DO: Art is a language that we use every day to interpret the world around us.
So those artists that express the anxiety of being unable to interpret the world are actually expressing an important fact. It is not easy to understand what the consequences of these exponential technologies are. That is why it is very important for centres of science and technology to interface with the world of art. There are some wonderful initiatives around this. For example, in California both Nasa and also other institutions like the SETI Institute — the SETI program is the search for extra-terrestrial intelligence — employ artists in residence, people who are tasked with having a very open dialogue with scientists and engineers and translate those dialogues in works of art that can be in a language that a broader number of people understand.
It happens in Europe as well. CERN, for example — the European research centre that produced, designed and built the machine that discovered the Higgs boson and other particles, a Nobel prize-winning endeavour in Geneva, Switzerland — has artists in residence with the same objective. So, this collaboration is extremely important.
At the same time, we are biologically programmed to pay much more attention to dangers than to positive messages.
So, I’m not surprised that Hollywood movies tend to describe the future more in terms of dystopias rather than in terms of utopias, because they sell more tickets.
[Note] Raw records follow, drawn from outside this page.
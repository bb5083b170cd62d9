//! sticky-cluster - runs an echo service behind a sticky process cluster
//!
//! The same executable is the master and, re-executed by it, every worker.

use clap::Parser;
use std::sync::Arc;
use tracing::info;

use sticky_cluster::{Args, ClusterError, ClusterOrchestrator, ConnectionHandler, EchoHandler};

#[tokio::main]
async fn main() -> anyhow::Result<()> {
    // Load environment variables from .env file if present
    let _ = dotenvy::dotenv();

    let args = Args::parse();
    let config = args.load_config()?;
    sticky_cluster::logging::init(&config.logging)?;

    let orchestrator = ClusterOrchestrator::new(config.cluster)?;
    let exit = orchestrator
        .start(
            |options| async move {
                info!("======================================");
                info!("  sticky-cluster");
                info!("======================================");
                info!("Listen: {}:{}", options.host, options.port);
                info!("Workers: {}", options.concurrency);
                info!("Prefix: {}", options.prefix);
                info!("Hard shutdown after: {}ms", options.hard_shutdown_delay_ms);
                info!("======================================");
                Ok::<_, ClusterError>(())
            },
            |context| async move {
                let handler: Arc<dyn ConnectionHandler> = Arc::new(EchoHandler::new(&context));
                Ok::<_, ClusterError>(handler)
            },
        )
        .await?;

    info!(?exit, "Exiting");
    std::process::exit(exit.exit_code());
}
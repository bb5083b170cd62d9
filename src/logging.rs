//! Logging setup shared by the master and worker processes

use tracing_subscriber::{layer::SubscriberExt, util::SubscriberInitExt, EnvFilter};

use crate::config::{LogFormat, LoggingConfig};
use crate::types::{ClusterError, Result};

/// Install the global tracing subscriber.
///
/// `RUST_LOG` takes precedence over the configured level.
pub fn init(config: &LoggingConfig) -> Result<()> {
    let filter = EnvFilter::try_from_default_env()
        .unwrap_or_else(|_| EnvFilter::new(default_directive(&config.level)));

    let registry = tracing_subscriber::registry().with(filter);
    let installed = match config.format {
        LogFormat::Pretty => registry.with(tracing_subscriber::fmt::layer()).try_init(),
        LogFormat::Json => registry
            .with(tracing_subscriber::fmt::layer().json().with_current_span(true))
            .try_init(),
    };

    installed.map_err(|e| ClusterError::Config(format!("logging: {}", e)))
}

fn default_directive(level: &str) -> String {
    format!("sticky_cluster={},info", level)
}

#[cfg(test)]
mod tests {
    use super::*;

    #[test]
    fn test_default_directive() {
        assert_eq!(default_directive("debug"), "sticky_cluster=debug,info");
    }
}
//! Configuration for the sticky cluster
//!
//! Sources, lowest precedence first: built-in defaults, optional TOML file,
//! environment variables / command line flags.

use clap::Parser;
use serde::{Deserialize, Serialize};
use std::net::{IpAddr, Ipv4Addr};
use std::path::{Path, PathBuf};
use std::time::Duration;

use crate::types::{ClusterError, Result};

/// Upper bound on worker processes per cluster
pub const MAX_CONCURRENCY: usize = 1024;

pub const DEFAULT_PREFIX: &str = "sticky-cluster";
pub const DEFAULT_PORT: u16 = 3000;
pub const DEFAULT_HARD_SHUTDOWN_DELAY_MS: u64 = 60_000;

/// Command line arguments
#[derive(Parser, Debug, Clone)]
#[command(name = "sticky-cluster")]
#[command(about = "Sticky process-cluster load balancer")]
#[command(version)]
pub struct Args {
    /// Path to TOML configuration file
    #[arg(short, long, env = "STICKY_CLUSTER_CONFIG")]
    pub config: Option<PathBuf>,

    /// Namespace for IPC message tags
    #[arg(long, env = "STICKY_CLUSTER_PREFIX")]
    pub prefix: Option<String>,

    /// Number of worker processes (0 = logical CPU count)
    #[arg(short = 'n', long, env = "STICKY_CLUSTER_CONCURRENCY")]
    pub concurrency: Option<usize>,

    /// Address to listen on
    #[arg(long, env = "STICKY_CLUSTER_HOST")]
    pub host: Option<IpAddr>,

    /// Port to listen on
    #[arg(short, long, env = "STICKY_CLUSTER_PORT")]
    pub port: Option<u16>,

    /// Deadline for graceful shutdown before the master is killed
    #[arg(long, env = "STICKY_CLUSTER_HARD_SHUTDOWN_DELAY_MS")]
    pub hard_shutdown_delay_ms: Option<u64>,

    /// Serve in a single process without workers
    #[arg(long, env = "STICKY_CLUSTER_STANDALONE", default_value = "false")]
    pub standalone: bool,

    /// Log level (trace, debug, info, warn, error)
    #[arg(long, env = "LOG_LEVEL")]
    pub log_level: Option<String>,

    /// Log output format
    #[arg(long, env = "LOG_FORMAT", value_enum)]
    pub log_format: Option<LogFormat>,
}

impl Args {
    /// Load the config file (if any) and apply flag overrides on top.
    pub fn load_config(&self) -> Result<Config> {
        let mut config = match &self.config {
            Some(path) => Config::from_file(path)?,
            None => Config::default(),
        };

        let cluster = &mut config.cluster;
        if let Some(prefix) = &self.prefix {
            cluster.prefix = prefix.clone();
        }
        if let Some(concurrency) = self.concurrency {
            cluster.concurrency = concurrency;
        }
        if let Some(host) = self.host {
            cluster.host = host;
        }
        if let Some(port) = self.port {
            cluster.port = port;
        }
        if let Some(delay) = self.hard_shutdown_delay_ms {
            cluster.hard_shutdown_delay_ms = delay;
        }
        if self.standalone {
            cluster.clustered = false;
        }

        if let Some(level) = &self.log_level {
            config.logging.level = level.clone();
        }
        if let Some(format) = self.log_format {
            config.logging.format = format;
        }

        Ok(config)
    }
}

/// Top-level configuration file layout
#[derive(Debug, Clone, Default, Serialize, Deserialize)]
pub struct Config {
    #[serde(default)]
    pub cluster: ClusterOptions,
    #[serde(default)]
    pub logging: LoggingConfig,
}

impl Config {
    pub fn from_file(path: &Path) -> Result<Self> {
        let content = std::fs::read_to_string(path).map_err(|e| {
            ClusterError::Config(format!("cannot read {}: {}", path.display(), e))
        })?;
        Self::from_toml(&content)
            .map_err(|e| ClusterError::Config(format!("{}: {}", path.display(), e)))
    }

    pub fn from_toml(content: &str) -> std::result::Result<Self, toml::de::Error> {
        toml::from_str(content)
    }
}

/// Cluster options, immutable once the cluster starts
#[derive(Debug, Clone, PartialEq, Serialize, Deserialize)]
pub struct ClusterOptions {
    /// Namespace for IPC tags (`<prefix>:connection`)
    #[serde(default = "default_prefix")]
    pub prefix: String,

    /// Number of workers; 0 means one per logical CPU
    #[serde(default)]
    pub concurrency: usize,

    /// Listen address
    #[serde(default = "default_host")]
    pub host: IpAddr,

    /// Listen port; 0 means the default port
    #[serde(default = "default_port")]
    pub port: u16,

    /// Hard shutdown deadline in milliseconds
    #[serde(default = "default_hard_shutdown_delay_ms")]
    pub hard_shutdown_delay_ms: u64,

    /// Fork workers (true) or serve everything in one process (false)
    #[serde(default = "default_true")]
    pub clustered: bool,
}

fn default_prefix() -> String { DEFAULT_PREFIX.to_string() }
fn default_host() -> IpAddr { IpAddr::V4(Ipv4Addr::UNSPECIFIED) }
fn default_port() -> u16 { DEFAULT_PORT }
fn default_hard_shutdown_delay_ms() -> u64 { DEFAULT_HARD_SHUTDOWN_DELAY_MS }
fn default_true() -> bool { true }

impl Default for ClusterOptions {
    fn default() -> Self {
        Self {
            prefix: default_prefix(),
            concurrency: 0,
            host: default_host(),
            port: default_port(),
            hard_shutdown_delay_ms: default_hard_shutdown_delay_ms(),
            clustered: true,
        }
    }
}

impl ClusterOptions {
    /// Replace unset or zero values with their defaults.
    pub fn normalized(mut self) -> Self {
        if self.prefix.trim().is_empty() {
            self.prefix = default_prefix();
        }
        if self.concurrency == 0 {
            self.concurrency = num_cpus::get().max(1);
        }
        if self.port == 0 {
            self.port = DEFAULT_PORT;
        }
        self
    }

    /// Check the options are usable as-is.
    ///
    /// Port 0 passes (ephemeral bind); normalization is what rules it out for
    /// real deployments.
    pub fn validate(&self) -> Result<()> {
        if self.concurrency == 0 {
            return Err(ClusterError::Config(
                "concurrency must be at least 1".to_string(),
            ));
        }
        if self.concurrency > MAX_CONCURRENCY {
            return Err(ClusterError::Config(format!(
                "concurrency {} exceeds the maximum of {}",
                self.concurrency, MAX_CONCURRENCY
            )));
        }
        if self.prefix.is_empty() || self.prefix.chars().any(char::is_whitespace) {
            return Err(ClusterError::Config(format!(
                "prefix {:?} must be non-empty and contain no whitespace",
                self.prefix
            )));
        }
        Ok(())
    }

    pub fn hard_shutdown_delay(&self) -> Duration {
        Duration::from_millis(self.hard_shutdown_delay_ms)
    }
}

/// Logging configuration
#[derive(Debug, Clone, Serialize, Deserialize)]
pub struct LoggingConfig {
    #[serde(default = "default_log_level")]
    pub level: String,
    #[serde(default)]
    pub format: LogFormat,
}

fn default_log_level() -> String { "info".to_string() }

impl Default for LoggingConfig {
    fn default() -> Self {
        Self {
            level: default_log_level(),
            format: LogFormat::default(),
        }
    }
}

#[derive(Debug, Clone, Copy, Default, PartialEq, Eq, Serialize, Deserialize, clap::ValueEnum)]
#[serde(rename_all = "lowercase")]
pub enum LogFormat {
    #[default]
    Pretty,
    Json,
}

#[cfg(test)]
mod tests {
    use super::*;

    #[test]
    fn test_default_options() {
        let options = ClusterOptions::default();
        assert_eq!(options.prefix, "sticky-cluster");
        assert_eq!(options.port, 3000);
        assert_eq!(options.hard_shutdown_delay(), Duration::from_secs(60));
        assert!(options.clustered);
    }

    #[test]
    fn test_normalization_fills_zero_values() {
        let options = ClusterOptions {
            prefix: String::new(),
            concurrency: 0,
            port: 0,
            ..ClusterOptions::default()
        }
        .normalized();

        assert_eq!(options.prefix, DEFAULT_PREFIX);
        assert_eq!(options.concurrency, num_cpus::get().max(1));
        assert_eq!(options.port, DEFAULT_PORT);
        assert!(options.validate().is_ok());
    }

    #[test]
    fn test_normalization_keeps_explicit_values() {
        let options = ClusterOptions {
            prefix: "app".to_string(),
            concurrency: 3,
            port: 8080,
            ..ClusterOptions::default()
        }
        .normalized();

        assert_eq!(options.prefix, "app");
        assert_eq!(options.concurrency, 3);
        assert_eq!(options.port, 8080);
    }

    #[test]
    fn test_validate_rejects_zero_concurrency() {
        let options = ClusterOptions::default();
        assert!(matches!(options.validate(), Err(ClusterError::Config(_))));
    }

    #[test]
    fn test_validate_rejects_oversized_cluster() {
        let options = ClusterOptions {
            concurrency: MAX_CONCURRENCY + 1,
            ..ClusterOptions::default()
        };
        assert!(matches!(options.validate(), Err(ClusterError::Config(_))));
    }

    #[test]
    fn test_validate_rejects_whitespace_prefix() {
        let options = ClusterOptions {
            prefix: "my app".to_string(),
            concurrency: 2,
            ..ClusterOptions::default()
        };
        assert!(options.validate().is_err());
    }

    #[test]
    fn test_args_override_defaults() {
        let args = Args::parse_from([
            "sticky-cluster",
            "--concurrency",
            "4",
            "--port",
            "8081",
            "--standalone",
            "--log-format",
            "json",
        ]);
        let config = args.load_config().unwrap();
        assert_eq!(config.cluster.concurrency, 4);
        assert_eq!(config.cluster.port, 8081);
        assert!(!config.cluster.clustered);
        assert_eq!(config.logging.format, LogFormat::Json);
    }
}
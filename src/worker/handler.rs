//! Connection handlers - what a worker does with a connection it was given

use std::net::SocketAddr;

use async_trait::async_trait;
use tokio::io::{AsyncReadExt, AsyncWriteExt};
use tokio::net::TcpStream;
use tracing::debug;

use super::WorkerContext;

/// Consumer of live client connections inside a worker.
///
/// The stream is owned by the handler; dropping it closes the worker's copy.
#[async_trait]
pub trait ConnectionHandler: Send + Sync + 'static {
    async fn handle(&self, stream: TcpStream, peer: SocketAddr);
}

/// Greets with the worker's identity, then echoes everything back.
pub struct EchoHandler {
    greeting: String,
}

impl EchoHandler {
    pub fn new(context: &WorkerContext) -> Self {
        Self {
            greeting: format!("{} slot {}\n", context.name, context.slot),
        }
    }
}

#[async_trait]
impl ConnectionHandler for EchoHandler {
    async fn handle(&self, mut stream: TcpStream, peer: SocketAddr) {
        if let Err(e) = stream.write_all(self.greeting.as_bytes()).await {
            debug!(%peer, error = %e, "Greeting failed");
            return;
        }

        let mut buf = [0u8; 8192];
        loop {
            match stream.read(&mut buf).await {
                Ok(0) => break,
                Ok(n) => {
                    if let Err(e) = stream.write_all(&buf[..n]).await {
                        debug!(%peer, error = %e, "Echo write failed");
                        break;
                    }
                }
                Err(e) => {
                    debug!(%peer, error = %e, "Echo read failed");
                    break;
                }
            }
        }
        let _ = stream.shutdown().await;
    }
}

#[cfg(test)]
mod tests {
    use super::*;
    use tokio::net::TcpListener;

    #[tokio::test]
    async fn test_echo_handler_greets_and_echoes() {
        let listener = TcpListener::bind("127.0.0.1:0").await.unwrap();
        let addr = listener.local_addr().unwrap();

        let handler = EchoHandler::new(&WorkerContext {
            slot: 1,
            name: "Worker 2".to_string(),
            ipc_fd: None,
            is_primary: false,
        });
        let server = tokio::spawn(async move {
            let (stream, peer) = listener.accept().await.unwrap();
            handler.handle(stream, peer).await;
        });

        let mut client = TcpStream::connect(addr).await.unwrap();
        client.write_all(b"abc").await.unwrap();
        client.shutdown().await.unwrap();

        let mut reply = String::new();
        client.read_to_string(&mut reply).await.unwrap();
        assert_eq!(reply, "Worker 2 slot 1\nabc");

        server.await.unwrap();
    }
}
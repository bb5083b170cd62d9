//! Worker process creation
//!
//! The supervisor only sees [`WorkerLauncher`] and [`WorkerLink`]. The real
//! implementation re-executes the current binary with the worker environment
//! set and one end of a fresh channel inherited across `exec`. A monitor task
//! per worker turns its exit and its reports into [`WorkerEvent`]s.

use std::ffi::OsString;
use std::io;
use std::net::{SocketAddr, TcpStream};
use std::os::fd::AsRawFd;
use std::os::unix::process::ExitStatusExt;
use std::path::PathBuf;
use std::process::Stdio;
use std::sync::Arc;

use tokio::process::{Child, Command};
use tokio::sync::mpsc;
use tracing::{debug, warn};

use crate::config::ClusterOptions;
use crate::ipc::{set_cloexec, Channel, ClusterMessage, MAX_MESSAGE_LEN};
use crate::types::{ClusterError, Result, WorkerSlot};
use crate::worker::{worker_name, ENV_WORKER_IPC_FD, ENV_WORKER_NAME, ENV_WORKER_SLOT};

/// Lifecycle and report events from worker processes
#[derive(Debug, Clone, PartialEq, Eq)]
pub enum WorkerEvent {
    /// The worker process is gone
    Exited {
        slot: WorkerSlot,
        pid: u32,
        code: Option<i32>,
        signal: Option<i32>,
    },
    /// The worker finished starting up
    Ready {
        slot: WorkerSlot,
        pid: u32,
        local_addr: SocketAddr,
    },
    /// A connection handed to the worker has finished
    ConnectionClosed {
        slot: WorkerSlot,
        pid: u32,
        peer: SocketAddr,
    },
}

/// Master's handle on one running worker
pub trait WorkerLink: Send + Sync {
    fn pid(&self) -> u32;

    /// Hand a duplicate of `connection` to the worker. The caller keeps its copy.
    ///
    /// Never waits: a worker that is not draining its channel makes this fail
    /// with `WouldBlock`.
    fn deliver(&self, slot: WorkerSlot, peer: SocketAddr, connection: &TcpStream) -> io::Result<()>;

    /// Ask the worker to exit (SIGTERM).
    fn terminate(&self) -> io::Result<()>;
}

/// Source of worker processes
pub trait WorkerLauncher: Send {
    /// Start a worker for `slot`. Its exit must eventually be reported on `events`.
    fn launch(
        &mut self,
        slot: WorkerSlot,
        options: &ClusterOptions,
        events: mpsc::UnboundedSender<WorkerEvent>,
    ) -> Result<Box<dyn WorkerLink>>;
}

/// Launches workers as child processes of this binary
pub struct ProcessLauncher {
    program: PathBuf,
    args: Vec<OsString>,
}

impl ProcessLauncher {
    pub fn new(program: impl Into<PathBuf>, args: Vec<OsString>) -> Self {
        Self {
            program: program.into(),
            args,
        }
    }

    /// Re-run the current executable with the arguments it was started with.
    pub fn current_exe() -> Result<Self> {
        let program = std::env::current_exe()?;
        Ok(Self::new(program, std::env::args_os().skip(1).collect()))
    }
}

impl WorkerLauncher for ProcessLauncher {
    fn launch(
        &mut self,
        slot: WorkerSlot,
        options: &ClusterOptions,
        events: mpsc::UnboundedSender<WorkerEvent>,
    ) -> Result<Box<dyn WorkerLink>> {
        let (channel, child_end) =
            Channel::pair().map_err(|e| ClusterError::Ipc(format!("channel for slot {}: {}", slot, e)))?;
        let child_fd = child_end.as_raw_fd();

        let mut command = Command::new(&self.program);
        command
            .args(&self.args)
            .env(ENV_WORKER_SLOT, slot.to_string())
            .env(ENV_WORKER_NAME, worker_name(slot))
            .env(ENV_WORKER_IPC_FD, child_fd.to_string())
            // Pin the values the worker must agree on with the master.
            .env("STICKY_CLUSTER_CONCURRENCY", options.concurrency.to_string())
            .env("STICKY_CLUSTER_PREFIX", &options.prefix)
            .stdin(Stdio::null());

        // SAFETY: only fcntl runs between fork and exec, which is async-signal-safe.
        unsafe {
            command.pre_exec(move || set_cloexec(child_fd, false));
        }

        let child = command
            .spawn()
            .map_err(|source| ClusterError::Spawn { slot, source })?;
        // The child holds its own copy now.
        drop(child_end);

        let pid = child.id().ok_or_else(|| ClusterError::Spawn {
            slot,
            source: io::Error::new(io::ErrorKind::Other, "worker exited before it was tracked"),
        })?;

        let channel = Arc::new(channel);
        tokio::spawn(monitor(
            slot,
            pid,
            child,
            Arc::clone(&channel),
            options.prefix.clone(),
            events,
        ));

        Ok(Box::new(ProcessLink {
            pid,
            prefix: options.prefix.clone(),
            channel,
        }))
    }
}

/// Forward a worker's reports until it exits, then report the exit.
async fn monitor(
    slot: WorkerSlot,
    pid: u32,
    mut child: Child,
    channel: Arc<Channel>,
    prefix: String,
    events: mpsc::UnboundedSender<WorkerEvent>,
) {
    let mut buf = vec![0u8; MAX_MESSAGE_LEN];
    let mut channel_open = true;

    let status = loop {
        tokio::select! {
            status = child.wait() => break status,
            received = channel.recv(&mut buf), if channel_open => match received {
                Ok((0, _)) => channel_open = false,
                Ok((len, fds)) => {
                    let event = match ClusterMessage::decode(&prefix, &buf[..len], fds) {
                        ClusterMessage::Closed { peer, .. } => WorkerEvent::ConnectionClosed { slot, pid, peer },
                        ClusterMessage::Ready { local_addr, .. } => WorkerEvent::Ready { slot, pid, local_addr },
                        other => {
                            debug!(slot, pid, message = ?other, "Ignoring worker message");
                            continue;
                        }
                    };
                    let _ = events.send(event);
                }
                Err(e) => {
                    warn!(slot, pid, error = %e, "Worker channel failed");
                    channel_open = false;
                }
            },
        }
    };

    let (code, signal) = match status {
        Ok(status) => (status.code(), status.signal()),
        Err(e) => {
            warn!(slot, pid, error = %e, "Could not collect worker exit status");
            (None, None)
        }
    };
    let _ = events.send(WorkerEvent::Exited {
        slot,
        pid,
        code,
        signal,
    });
}

struct ProcessLink {
    pid: u32,
    prefix: String,
    channel: Arc<Channel>,
}

impl WorkerLink for ProcessLink {
    fn pid(&self) -> u32 {
        self.pid
    }

    fn deliver(&self, slot: WorkerSlot, peer: SocketAddr, connection: &TcpStream) -> io::Result<()> {
        let envelope = ClusterMessage::encode_connection(&self.prefix, slot, peer);
        self.channel.try_send_with_fd(&envelope, connection.as_raw_fd())
    }

    fn terminate(&self) -> io::Result<()> {
        send_signal(self.pid, libc::SIGTERM)
    }
}

fn send_signal(pid: u32, signal: libc::c_int) -> io::Result<()> {
    let pid = libc::pid_t::try_from(pid)
        .map_err(|_| io::Error::new(io::ErrorKind::InvalidInput, format!("pid {} out of range", pid)))?;
    // SAFETY: kill only takes plain integers.
    let rc = unsafe { libc::kill(pid, signal) };
    if rc < 0 {
        let err = io::Error::last_os_error();
        // Already gone; its exit event is on the way.
        if err.raw_os_error() == Some(libc::ESRCH) {
            return Ok(());
        }
        return Err(err);
    }
    Ok(())
}
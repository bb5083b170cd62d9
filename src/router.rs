//! Sticky routing - maps a client address to a worker slot
//!
//! Uses a DJB2-style hash over the full address string, so the same client
//! lands on the same slot for a fixed concurrency regardless of process,
//! platform or restart.

use crate::types::{ClusterError, Result, WorkerSlot};

const HASH_SEED: u32 = 5381;

/// 32-bit DJB2 (xor variant) over the bytes of `value`, last byte first.
pub fn string_hash(value: &str) -> u32 {
    value
        .bytes()
        .rev()
        .fold(HASH_SEED, |hash, byte| hash.wrapping_mul(33) ^ u32::from(byte))
}

/// Slot that owns connections from `remote_address`.
///
/// `concurrency == 0` is a configuration error.
pub fn slot_for(remote_address: &str, concurrency: usize) -> Result<WorkerSlot> {
    if concurrency == 0 {
        return Err(ClusterError::Config(
            "cannot route with zero workers".to_string(),
        ));
    }
    let slot = u64::from(string_hash(remote_address)) % concurrency as u64;
    Ok(slot as WorkerSlot)
}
It is fine, and just because those pictures of the future are frightening, that doesn’t mean that it’s the reality, that it’s going to become our future reality; it is cathartic and a vision of what we should actually avoid. So it’s entertaining, it’s fun and it’s fine.

TC: I would like you tell us something about yourself, your main commitments and also your personal vision of the future.
DO: Sure. I’ve been studying and applying exponential technologies for the past twenty years and more. I’ve created, advised and grown start-ups both in Europe and in the US by the dozens, literally, many of which have become successful.
Through this experience, I really developed a vision that takes exponentials for granted, allowing me to ask myself “What’s next?”; and I see an important shift coming, which leverages exponential technologies in organizations that are distributed and decentralized. Just like we are talking over the Internet between two continents, eliminating the distance between each other, thousands and millions of people are able to collaborate today in this way, whether in energy, manufacturing, food, finance, security, learning, even policy-making. Decentralized networks are giving a competitive advantage, as opposed to centralized and hierarchical ones.
Two years ago, I founded a non-profit called Network Society Research that is analysing this shift.
It is a think-tank now, with representatives in over thirty countries, and now I’m in the process of launching Network Society Ventures, which is an investment fund that invests in start-ups, teams, technologies, ideas that implement these technologies for huge economics upsides.